Open World Methodology: The Endless Quest
Open world games allow you to tackle the story any way you see fit, but this approach ends up pushing the narrative towards a series of checkpoints, usually in the form of quests which must be completed before allowing you to attempt the next set of objectives. The result is a shallower story arc, although not necessarily an unsatisfying one. The primary story design challenge ends up being two-fold: maintaining interest in the main storyline and allowing for episodic plot development that can proceed at whatever pace the player chooses.
These two challenges are often at odds with each other. Maintaining interest requires you to give enough information that the next quest/challenge/plot point is still a mysterious and delightful enigma. Usually this takes the form of forceably chopping up the story through the ol’ “now run over to this place and do this thing” type of quest, which quickly becomes monotonous as you continually traverse the world with only a dim view as to what you’re actually on about.

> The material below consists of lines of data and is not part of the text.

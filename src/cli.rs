use clap::{CommandFactory, Parser};
use colored::Colorize;
use indicatif::{ProgressBar, ProgressStyle};
use nettest::config::DEFAULT_CONFIG_LOCATION;
use nettest::{
    NettestError, ProbeResult, ProbeResultSliceExt, Progress, RunOptions, TargetSpec, TestConfig,
    render_report, run_tests_with_progress, write_report,
};
use std::path::PathBuf;
use std::time::Duration;

use crate::logging;

/// Extended error type for CLI-specific errors
#[derive(thiserror::Error, Debug)]
enum CliError {
    #[error(transparent)]
    Nettest(#[from] NettestError),
    #[error("Invalid timeout format '{0}': {1}")]
    InvalidTimeout(String, String),
    #[error("Invalid progress template: {0}")]
    ProgressTemplate(#[from] indicatif::style::TemplateError),
}

type Result<T> = std::result::Result<T, CliError>;

#[derive(Parser)]
#[command(name = "nettest")]
#[command(about = "Network connectivity testing utility: probe TCP and HTTP(S) endpoints and write a report")]
#[command(version)]
struct Args {
    /// Location of the nettest config file: a local path or an http(s) URL
    #[arg(short, long, env = "NETTEST_CONFIG", default_value = DEFAULT_CONFIG_LOCATION)]
    config: String,

    /// Directory to save the nettest report
    #[arg(short, long, default_value = ".")]
    directory: PathBuf,

    /// Also print the test report to standard out
    #[arg(long)]
    log: bool,

    /// Timeout for endpoints without their own (e.g. "10", "10s", "1m")
    #[arg(short, long, env = "NETTEST_TIMEOUT", default_value = "10")]
    timeout: String,

    /// Suppress banner and progress output
    #[arg(short, long, conflicts_with = "verbose")]
    quiet: bool,

    /// Log probe details to stderr (-vv for debug output)
    #[arg(short, long, action = clap::ArgAction::Count)]
    verbose: u8,

    /// Generate shell completion script
    #[arg(long, value_enum)]
    generate_completion: Option<clap_complete::Shell>,
}

#[derive(Debug, Clone)]
struct CliConfig {
    options: RunOptions,
    quiet: bool,
}

impl CliConfig {
    fn from_args(args: Args) -> Result<Self> {
        let timeout = parse_timeout(&args.timeout)?;

        let options = RunOptions::builder()
            .config_location(args.config)
            .output_directory(args.directory)
            .echo_report(args.log)
            .default_timeout(timeout)
            .build();

        Ok(Self {
            options,
            quiet: args.quiet,
        })
    }
}

/// Accept whole seconds ("10") or a humantime duration ("10s", "1m 30s").
fn parse_timeout(raw: &str) -> Result<Duration> {
    let timeout = match raw.trim().parse::<u64>() {
        Ok(seconds) => Duration::from_secs(seconds),
        Err(_) => raw
            .parse::<humantime::Duration>()
            .map_err(|e| CliError::InvalidTimeout(raw.to_string(), e.to_string()))?
            .into(),
    };

    if timeout.is_zero() {
        return Err(CliError::InvalidTimeout(
            raw.to_string(),
            "timeout must be positive".to_string(),
        ));
    }
    Ok(timeout)
}

/// One spinner line per target while it is probed.
struct SpinnerProgress {
    style: ProgressStyle,
    current: Option<ProgressBar>,
    quiet: bool,
}

impl SpinnerProgress {
    fn new(quiet: bool) -> Result<Self> {
        Ok(Self {
            style: ProgressStyle::with_template("{spinner:.green} {msg}")?,
            current: None,
            quiet,
        })
    }

    fn line(target: &TargetSpec) -> String {
        format!(
            "> Host: {host} ({label})...",
            host = target.host,
            label = target.protocol().label()
        )
    }
}

impl Progress for SpinnerProgress {
    fn on_start(&mut self, _index: usize, target: &TargetSpec) {
        if self.quiet {
            return;
        }
        let pb = ProgressBar::new_spinner().with_style(self.style.clone());
        pb.set_message(Self::line(target));
        pb.enable_steady_tick(Duration::from_millis(100));
        self.current = Some(pb);
    }

    #[allow(clippy::print_stdout, reason = "progress falls back to stdout without a terminal")]
    fn on_finish(&mut self, _index: usize, result: &ProbeResult) {
        let Some(pb) = self.current.take() else {
            return;
        };
        let status = if result.success {
            format!("[{ok}]", ok = "OK".green())
        } else {
            format!(
                "[{failed}] {reason}",
                failed = "FAILED".red(),
                reason = result.failure_message
            )
        };
        let line = format!("{prefix} {status}", prefix = Self::line(&result.request));

        if pb.is_hidden() {
            println!("{line}");
        } else {
            pb.finish_with_message(line);
        }
    }
}

#[allow(clippy::print_stdout, reason = "CLI banner is written to stdout")]
fn intro() {
    println!("┌────────────────────────────────────────────────────────────────────────┐");
    println!(
        "│ {title}                                                          │",
        title = "N E T T E S T".red()
    );
    println!(
        "│ Network Connectivity Testing Utility v{version:<33}│",
        version = env!("CARGO_PKG_VERSION")
    );
    println!("└────────────────────────────────────────────────────────────────────────┘");
}

struct RunOutcome {
    path: PathBuf,
    report: String,
    summary: String,
}

async fn run_and_report(cli: &CliConfig, config: &TestConfig) -> Result<RunOutcome> {
    let mut progress = SpinnerProgress::new(cli.quiet)?;
    let results =
        run_tests_with_progress(&config.targets, cli.options.default_timeout, &mut progress).await;

    let report = render_report(config, &results)?;
    let path = write_report(&cli.options.output_directory, &report)?;
    Ok(RunOutcome {
        path,
        report,
        summary: results.summary().to_string(),
    })
}

/// Main CLI entry point
#[allow(
    clippy::print_stdout,
    clippy::print_stderr,
    reason = "CLI functions require stdout/stderr output"
)]
pub async fn run() -> i32 {
    let args = Args::parse();

    if let Some(shell) = args.generate_completion {
        let mut cmd = Args::command();
        let name = cmd.get_name().to_string();
        clap_complete::generate(shell, &mut cmd, name, &mut std::io::stdout());
        return 0;
    }

    if let Err(e) = logging::init(logging::level_from_flags(args.quiet, args.verbose)) {
        eprintln!("{e}");
    }

    let cli = match CliConfig::from_args(args) {
        Ok(cli) => cli,
        Err(e) => {
            eprintln!("Error: {e}");
            return 2;
        }
    };

    if !cli.quiet {
        intro();
    }

    let config = match TestConfig::load(&cli.options.config_location).await {
        Ok(config) => config,
        Err(e) => {
            eprintln!("Error: {e}");
            eprintln!("Program exiting due to nettest config file error.");
            return 2;
        }
    };

    if !cli.quiet {
        println!("Running test '{name}'", name = config.test_name);
    }

    let outcome = match run_and_report(&cli, &config).await {
        Ok(outcome) => outcome,
        Err(e) => {
            eprintln!("Error: {e}");
            return 1;
        }
    };

    if cli.options.echo_report {
        print!("{report}", report = outcome.report);
    }

    if !cli.quiet {
        println!("\n{summary}", summary = outcome.summary);
        println!(
            "Network test(s) complete.\nPlease check file {path} for more details.\n",
            path = outcome.path.display()
        );
    }

    0
}

#[cfg(test)]
#[allow(
    clippy::unwrap_used,
    clippy::panic,
    reason = "test code where panics are acceptable"
)]
mod tests {
    use super::*;
    use test_case::test_case;

    #[test_case("10", 10_000; "bare seconds")]
    #[test_case(" 7 ", 7_000; "padded seconds")]
    #[test_case("10s", 10_000; "humantime seconds")]
    #[test_case("1m", 60_000; "humantime minutes")]
    #[test_case("1500ms", 1_500; "humantime millis")]
    fn parse_timeout_accepts(raw: &str, expected_ms: u64) {
        assert_eq!(parse_timeout(raw).unwrap(), Duration::from_millis(expected_ms));
    }

    #[test_case("0"; "zero")]
    #[test_case("0s"; "zero humantime")]
    #[test_case("soon"; "not a duration")]
    #[test_case("-5"; "negative")]
    fn parse_timeout_rejects(raw: &str) {
        match parse_timeout(raw) {
            Err(CliError::InvalidTimeout(value, _)) => assert_eq!(value, raw),
            other => panic!("expected InvalidTimeout, got {other:?}"),
        }
    }

    #[test]
    fn args_defaults() {
        let args = Args::try_parse_from(["nettest"]).unwrap();
        let cli = CliConfig::from_args(args).unwrap();

        assert_eq!(cli.options.config_location, DEFAULT_CONFIG_LOCATION);
        assert_eq!(cli.options.output_directory, PathBuf::from("."));
        assert_eq!(cli.options.default_timeout, Duration::from_secs(10));
        assert!(!cli.options.echo_report);
        assert!(!cli.quiet);
    }

    #[test]
    fn args_override() {
        let args = Args::try_parse_from([
            "nettest",
            "--config",
            "https://example.com/nettest.yaml",
            "--directory",
            "/tmp/reports",
            "--timeout",
            "3s",
            "--log",
            "--quiet",
        ])
        .unwrap();
        let cli = CliConfig::from_args(args).unwrap();

        assert_eq!(cli.options.config_location, "https://example.com/nettest.yaml");
        assert_eq!(cli.options.output_directory, PathBuf::from("/tmp/reports"));
        assert_eq!(cli.options.default_timeout, Duration::from_secs(3));
        assert!(cli.options.echo_report);
        assert!(cli.quiet);
    }

    #[test]
    fn quiet_conflicts_with_verbose() {
        assert!(Args::try_parse_from(["nettest", "-q", "-v"]).is_err());
    }

    #[test]
    fn quiet_progress_ignores_events() {
        let mut progress = SpinnerProgress::new(true).unwrap();
        let target = TargetSpec::new("n", "Tcp", "localhost", 1);
        progress.on_start(0, &target);
        assert!(progress.current.is_none());
        progress.on_finish(0, &ProbeResult::new(&target, Duration::from_secs(1)));
    }

    #[test]
    fn progress_line_uses_upper_case_label() {
        let target = TargetSpec::new("n", "https", "example.com", 443);
        assert_eq!(SpinnerProgress::line(&target), "> Host: example.com (HTTPS)...");
    }
}
#![allow(
    clippy::unwrap_used,
    clippy::expect_used,
    reason = "test code where panics are acceptable"
)]

use std::io::{Read, Write};
use std::net::TcpListener;
use std::path::Path;
use std::process::{Command, Output};
use std::thread;

const NETTEST: &str = env!("CARGO_BIN_EXE_nettest");

/// Serve a fixed HTTP response to every connection from a background thread.
fn spawn_http_server(status_line: &'static str, body: &'static str) -> u16 {
    let listener = TcpListener::bind("127.0.0.1:0").unwrap();
    let port = listener.local_addr().unwrap().port();

    thread::spawn(move || {
        for stream in listener.incoming() {
            let Ok(mut stream) = stream else { break };
            let mut buf = [0u8; 2048];
            let _ = stream.read(&mut buf);
            let response = format!(
                "HTTP/1.1 {status_line}\r\nContent-Type: text/plain\r\nContent-Length: {len}\r\nConnection: close\r\n\r\n{body}",
                len = body.len()
            );
            let _ = stream.write_all(response.as_bytes());
            let _ = stream.flush();
        }
    });

    port
}

fn closed_port() -> u16 {
    let listener = TcpListener::bind("127.0.0.1:0").unwrap();
    listener.local_addr().unwrap().port()
}

fn write_config(dir: &Path, yaml: &str) -> String {
    let path = dir.join("config.yaml");
    std::fs::write(&path, yaml).unwrap();
    path.to_str().unwrap().to_string()
}

fn nettest(args: &[&str]) -> Output {
    Command::new(NETTEST)
        .args(args)
        .env_remove("NETTEST_CONFIG")
        .env_remove("NETTEST_TIMEOUT")
        .output()
        .expect("Failed to execute nettest")
}

#[test]
fn full_run_writes_report_in_order() {
    let dir = tempfile::tempdir().unwrap();
    let http_port = spawn_http_server("404 Not Found", "fixed body");
    let tcp_port = spawn_http_server("200 OK", "");
    let dead_port = closed_port();

    let config = write_config(
        dir.path(),
        &format!(
            "testname: integration
config:
  - networkname: web
    host: 127.0.0.1
    port: {http_port}
    proto: HTTP
    path: status
    capturebody: true
  - networkname: raw tcp
    host: 127.0.0.1
    port: {tcp_port}
    proto: tcp
  - networkname: closed
    host: 127.0.0.1
    port: {dead_port}
    proto: Tcp
    timeout: 2
  - networkname: legacy
    host: files.example.com
    port: 21
    proto: ftp
"
        ),
    );
    let out_dir = dir.path().to_str().unwrap();

    let output = nettest(&["--config", &config, "--directory", out_dir, "--timeout", "5", "--quiet"]);

    assert!(output.status.success(), "{}", String::from_utf8_lossy(&output.stderr));
    let report = std::fs::read_to_string(dir.path().join("testresults.log")).unwrap();

    assert!(report.starts_with("Test name: integration\n"));
    assert_eq!(report.matches("[TEST DETAILS]").count(), 4);

    let web = report.find("Network tested         : web").unwrap();
    let raw = report.find("Network tested         : raw tcp").unwrap();
    let closed = report.find("Network tested         : closed").unwrap();
    let legacy = report.find("Network tested         : legacy").unwrap();
    assert!(web < raw && raw < closed && closed < legacy);

    let web_block = &report[web..raw];
    assert!(web_block.contains("Connected successfully : true"));
    assert!(web_block.contains("HTTP Status code       : 404"));
    assert!(web_block.contains("IP-DNS resolution      : 127.0.0.1"));
    assert!(web_block.contains("Response body          : fixed body"));

    let raw_block = &report[raw..closed];
    assert!(raw_block.contains("Connected successfully : true"));
    assert!(raw_block.contains("HTTP Status code       : 0"));

    let closed_block = &report[closed..legacy];
    assert!(closed_block.contains("Connected successfully : false"));
    assert!(!closed_block.contains("Failure Message        : \n"));

    let legacy_block = &report[legacy..];
    assert!(legacy_block.contains(
        "protocol \"ftp\" for host \"files.example.com\" is invalid; must be tcp, http, or https"
    ));
}

#[test]
fn log_flag_echoes_report() {
    let dir = tempfile::tempdir().unwrap();
    let port = spawn_http_server("200 OK", "hello");
    let config = write_config(
        dir.path(),
        &format!(
            "testname: echo\nconfig:\n  - networkname: local\n    host: 127.0.0.1\n    port: {port}\n    proto: http\n"
        ),
    );

    let output = nettest(&[
        "--config",
        &config,
        "--directory",
        dir.path().to_str().unwrap(),
        "--log",
        "--quiet",
    ]);

    assert!(output.status.success());
    let stdout = String::from_utf8_lossy(&output.stdout);
    assert!(stdout.contains("Test name: echo"), "{stdout}");
    assert!(stdout.contains("Network tested         : local"), "{stdout}");
    assert!(stdout.contains("Response body          : \n"), "{stdout}");
}

#[test]
fn progress_lines_without_terminal() {
    let dir = tempfile::tempdir().unwrap();
    let config = write_config(
        dir.path(),
        "testname: progress\nconfig:\n  - networkname: legacy\n    host: files.example.com\n    port: 21\n    proto: ftp\n",
    );

    let output = nettest(&["--config", &config, "--directory", dir.path().to_str().unwrap()]);

    assert!(output.status.success());
    let stdout = String::from_utf8_lossy(&output.stdout);
    assert!(stdout.contains("Running test 'progress'"), "{stdout}");
    assert!(stdout.contains("> Host: files.example.com (FTP)..."), "{stdout}");
    assert!(stdout.contains("Network test(s) complete."), "{stdout}");
}

#[test]
fn missing_config_exits_with_config_error() {
    let dir = tempfile::tempdir().unwrap();
    let missing = dir.path().join("absent.yaml");

    let output = nettest(&["--config", missing.to_str().unwrap(), "--quiet"]);

    assert_eq!(output.status.code(), Some(2));
    let stderr = String::from_utf8_lossy(&output.stderr);
    assert!(stderr.contains("Program exiting due to nettest config file error."), "{stderr}");
}

#[test]
fn empty_config_exits_with_config_error() {
    let dir = tempfile::tempdir().unwrap();
    let config = write_config(dir.path(), "testname: nothing\nconfig: []\n");

    let output = nettest(&["--config", &config, "--quiet"]);

    assert_eq!(output.status.code(), Some(2));
    let stderr = String::from_utf8_lossy(&output.stderr);
    assert!(stderr.contains("didn't contain any test cases"), "{stderr}");
}

#[test]
fn invalid_timeout_format() {
    let output = nettest(&["--timeout", "invalid", "--quiet"]);

    assert!(!output.status.success());
    assert_eq!(output.status.code(), Some(2));
}

#[test]
fn unwritable_report_directory() {
    let dir = tempfile::tempdir().unwrap();
    let config = write_config(
        dir.path(),
        "testname: x\nconfig:\n  - networkname: legacy\n    host: h\n    port: 1\n    proto: ftp\n",
    );
    let missing_dir = dir.path().join("no-such-dir");

    let output = nettest(&["--config", &config, "--directory", missing_dir.to_str().unwrap(), "--quiet"]);

    assert_eq!(output.status.code(), Some(1));
    let stderr = String::from_utf8_lossy(&output.stderr);
    assert!(stderr.contains("Failed to create report file"), "{stderr}");
}
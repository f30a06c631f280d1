//! Sequential dispatcher: probe every target in order and collect one
//! result per target.

use core::time::Duration;
use std::time::Instant;

use tracing::{debug, warn};

use crate::probe::probe_for;
use crate::types::{ProbeResult, Protocol, TargetSpec};

/// Observer notified around each probe, e.g. to drive a progress display.
pub trait Progress {
    /// Called before target `index` is probed.
    fn on_start(&mut self, index: usize, target: &TargetSpec);

    /// Called once the result for target `index` is recorded.
    fn on_finish(&mut self, index: usize, result: &ProbeResult);
}

/// Silent observer.
impl Progress for () {
    fn on_start(&mut self, _index: usize, _target: &TargetSpec) {}

    fn on_finish(&mut self, _index: usize, _result: &ProbeResult) {}
}

/// Probe every target in input order and return their results in the same
/// order.
///
/// Targets with a non-positive timeout use `default_timeout`. A failing
/// target never stops the run; the output always has one entry per input.
///
/// # Examples
///
/// ```rust,no_run
/// use nettest::{TargetSpec, run_tests};
/// use std::time::Duration;
///
/// #[tokio::main]
/// async fn main() {
///     let targets = vec![
///         TargetSpec::new("local ssh", "tcp", "127.0.0.1", 22),
///         TargetSpec::new("vendor site", "https", "example.com", 443).with_path("/"),
///     ];
///     for result in run_tests(&targets, Duration::from_secs(10)).await {
///         println!("{} -> {}", result.request.endpoint(), result.success);
///     }
/// }
/// ```
pub async fn run_tests(targets: &[TargetSpec], default_timeout: Duration) -> Vec<ProbeResult> {
    run_tests_with_progress(targets, default_timeout, &mut ()).await
}

/// Like [`run_tests`], reporting progress to `progress` as each target
/// starts and finishes.
pub async fn run_tests_with_progress<P>(
    targets: &[TargetSpec],
    default_timeout: Duration,
    progress: &mut P,
) -> Vec<ProbeResult>
where
    P: Progress + ?Sized,
{
    let mut results = Vec::with_capacity(targets.len());

    for (index, target) in targets.iter().enumerate() {
        progress.on_start(index, target);
        let result = dispatch_one(target, default_timeout).await;
        progress.on_finish(index, &result);
        results.push(result);
    }

    results
}

async fn dispatch_one(target: &TargetSpec, default_timeout: Duration) -> ProbeResult {
    let protocol = target.protocol();
    match probe_for(&protocol) {
        Some(probe) => {
            debug!("Probing {} with {} probe", target.endpoint(), probe.name());
            probe.probe(target, default_timeout).await
        }
        None => unsupported(target, &protocol, default_timeout),
    }
}

fn unsupported(target: &TargetSpec, protocol: &Protocol, default_timeout: Duration) -> ProbeResult {
    let start = Instant::now();
    let message = format!(
        "protocol \"{protocol}\" for host \"{host}\" is invalid; must be tcp, http, or https",
        host = target.host
    );
    warn!("{message}");
    ProbeResult::new(target, target.effective_timeout(default_timeout))
        .failed(message)
        .with_elapsed(start.elapsed())
}
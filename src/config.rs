//! Test configuration loading and run options.
//!
//! A [`TestConfig`] is the YAML document listing the targets to probe. It can
//! be read from a local file or fetched over HTTP(S):
//!
//! ```yaml
//! testname: Pre-event connectivity
//! email: ops@example.com
//! config:
//!   - networkname: vendor portal
//!     host: example.com
//!     port: 443
//!     proto: https
//!     path: /status
//!     timeout: 5
//!     capturebody: true
//!   - networkname: ssh bastion
//!     host: 10.0.0.5
//!     port: 22
//!     proto: tcp
//! ```
//!
//! [`RunOptions`] holds everything else a run needs and is built with
//! [`RunOptionsBuilder`]:
//!
//! ```rust
//! use nettest::RunOptions;
//! use std::time::Duration;
//!
//! let options = RunOptions::builder()
//!     .config_location("https://config.example.com/nettest.yaml")
//!     .output_directory("/tmp/reports")
//!     .default_timeout(Duration::from_secs(5))
//!     .echo_report(true)
//!     .build();
//! assert_eq!(options.default_timeout, Duration::from_secs(5));
//! ```

use std::path::PathBuf;
use std::time::Duration;

use serde::Deserialize;
use tracing::{debug, info};

use crate::error::{NettestError, Result, ResultExt};
use crate::types::TargetSpec;

/// Timeout for downloading a remote configuration file.
pub const CONFIG_FETCH_TIMEOUT: Duration = Duration::from_secs(30);

/// Default location of the configuration file.
pub const DEFAULT_CONFIG_LOCATION: &str = "resources/config.yaml";

/// Run-wide timeout for targets that do not set their own.
pub const DEFAULT_TIMEOUT: Duration = Duration::from_secs(10);

/// A named list of targets to probe.
#[derive(Debug, Clone, Default, PartialEq, Eq, Deserialize)]
#[serde(default)]
pub struct TestConfig {
    #[serde(rename(deserialize = "testname"), alias = "test_name")]
    pub test_name: String,
    pub email: String,
    #[serde(rename(deserialize = "config"), alias = "targets")]
    pub targets: Vec<TargetSpec>,
}

impl TestConfig {
    /// Decode a configuration from YAML text.
    ///
    /// # Errors
    ///
    /// Returns [`NettestError::InvalidConfig`] for malformed YAML and
    /// [`NettestError::EmptyConfig`] when no targets are listed.
    pub fn from_yaml_str(yaml: &str) -> Result<Self> {
        let config: Self = serde_yaml::from_str(yaml)?;
        if config.targets.is_empty() {
            return Err(NettestError::EmptyConfig);
        }
        Ok(config)
    }

    /// Load a configuration from a file path or an `http(s)` URL.
    ///
    /// Any location starting with `http` (case-insensitive) is downloaded;
    /// everything else is treated as a path.
    ///
    /// # Errors
    ///
    /// Returns an error when the location cannot be read or fetched, or its
    /// content is not a usable configuration.
    pub async fn load(location: &str) -> Result<Self> {
        let content = if is_remote(location) {
            fetch(location).await?
        } else {
            debug!("Reading config from {location}");
            tokio::fs::read_to_string(location)
                .await
                .with_context(|| format!("Failed to read configuration file {location}"))?
        };

        let config = Self::from_yaml_str(&content)?;
        info!(
            "Loaded test '{name}' with {count} target(s) from {location}",
            name = config.test_name,
            count = config.targets.len()
        );
        Ok(config)
    }
}

fn is_remote(location: &str) -> bool {
    location.to_ascii_lowercase().starts_with("http")
}

async fn fetch(location: &str) -> Result<String> {
    debug!("Downloading config from {location}");
    let client = reqwest::Client::builder()
        .timeout(CONFIG_FETCH_TIMEOUT)
        .build()
        .context("Failed to build HTTP client")?;

    let response = client
        .get(location)
        .send()
        .await
        .with_context(|| format!("Request to retrieve nettest config file {location} failed"))?;

    response
        .text()
        .await
        .with_context(|| format!("Failed to read nettest config body from {location}"))
}

/// Options for one nettest run.
#[derive(Debug, Clone, PartialEq, Eq)]
pub struct RunOptions {
    /// File path or URL of the configuration
    pub config_location: String,
    /// Directory the report file is written to
    pub output_directory: PathBuf,
    /// Also print the report to stdout
    pub echo_report: bool,
    /// Timeout for targets without their own
    pub default_timeout: Duration,
}

impl Default for RunOptions {
    fn default() -> Self {
        Self {
            config_location: DEFAULT_CONFIG_LOCATION.to_string(),
            output_directory: PathBuf::from("."),
            echo_report: false,
            default_timeout: DEFAULT_TIMEOUT,
        }
    }
}

impl RunOptions {
    /// Create a new builder for `RunOptions`.
    #[must_use]
    pub fn builder() -> RunOptionsBuilder {
        RunOptionsBuilder::default()
    }
}

/// Builder for `RunOptions`.
#[derive(Debug, Clone, Default)]
pub struct RunOptionsBuilder {
    options: RunOptions,
}

impl RunOptionsBuilder {
    /// Set where the configuration is loaded from.
    #[must_use]
    pub fn config_location(mut self, location: impl Into<String>) -> Self {
        self.options.config_location = location.into();
        self
    }

    /// Set the report directory.
    #[must_use]
    pub fn output_directory(mut self, directory: impl Into<PathBuf>) -> Self {
        self.options.output_directory = directory.into();
        self
    }

    /// Print the report to stdout as well as the file.
    #[must_use]
    pub fn echo_report(mut self, echo: bool) -> Self {
        self.options.echo_report = echo;
        self
    }

    /// Set the run-wide default timeout. Zero is ignored.
    #[must_use]
    pub fn default_timeout(mut self, timeout: Duration) -> Self {
        if !timeout.is_zero() {
            self.options.default_timeout = timeout;
        }
        self
    }

    /// Build the `RunOptions`.
    #[must_use]
    pub fn build(self) -> RunOptions {
        self.options
    }
}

The job of keeping the player coming back, in this case, is then partially downloaded to the richness of the diversionary tactics that entertain, between solving the individual story elements of the game. These distractions include everything from side quests to the community-building exercises found in more successful MMORPGs. In Lord of the Rings Online (LOTRO), for example, these communities are called “kinships” and players may join/create kinships with their online amigos in order to pool resources, knowledge, and to help each other complete group-based quests.
Having a richly detailed extracurricular world, as it were, has its own hazards in terms of story design. In Skyrim, for example, you can just go off into the wilderness, chop wood to make your living, buy a house, marry someone, and, oh yeah, there are some world-threatening dragons that you can go fight if you have the inclination. In LOTRO you can spend all your time gathering resources found in the world (different types of wood, metal ore, herbs, arcane knowledge found in ruins, &c.) and work on your skills as a historian, bowyer, metalsmith, farmer, or a half-dozen other “careers” instead of actually caring about helping the Fellowship do whatever they’re doing with that pesky ring. In most MMORPGs you can buy a house, or two, or three, and outfit it like some medieval East Side Marios, with bric-a-brac over all of the walls and littering the hallways, everything from smoking helms to in-game artwork to an enormous fountain that just sits in your living room for no reason.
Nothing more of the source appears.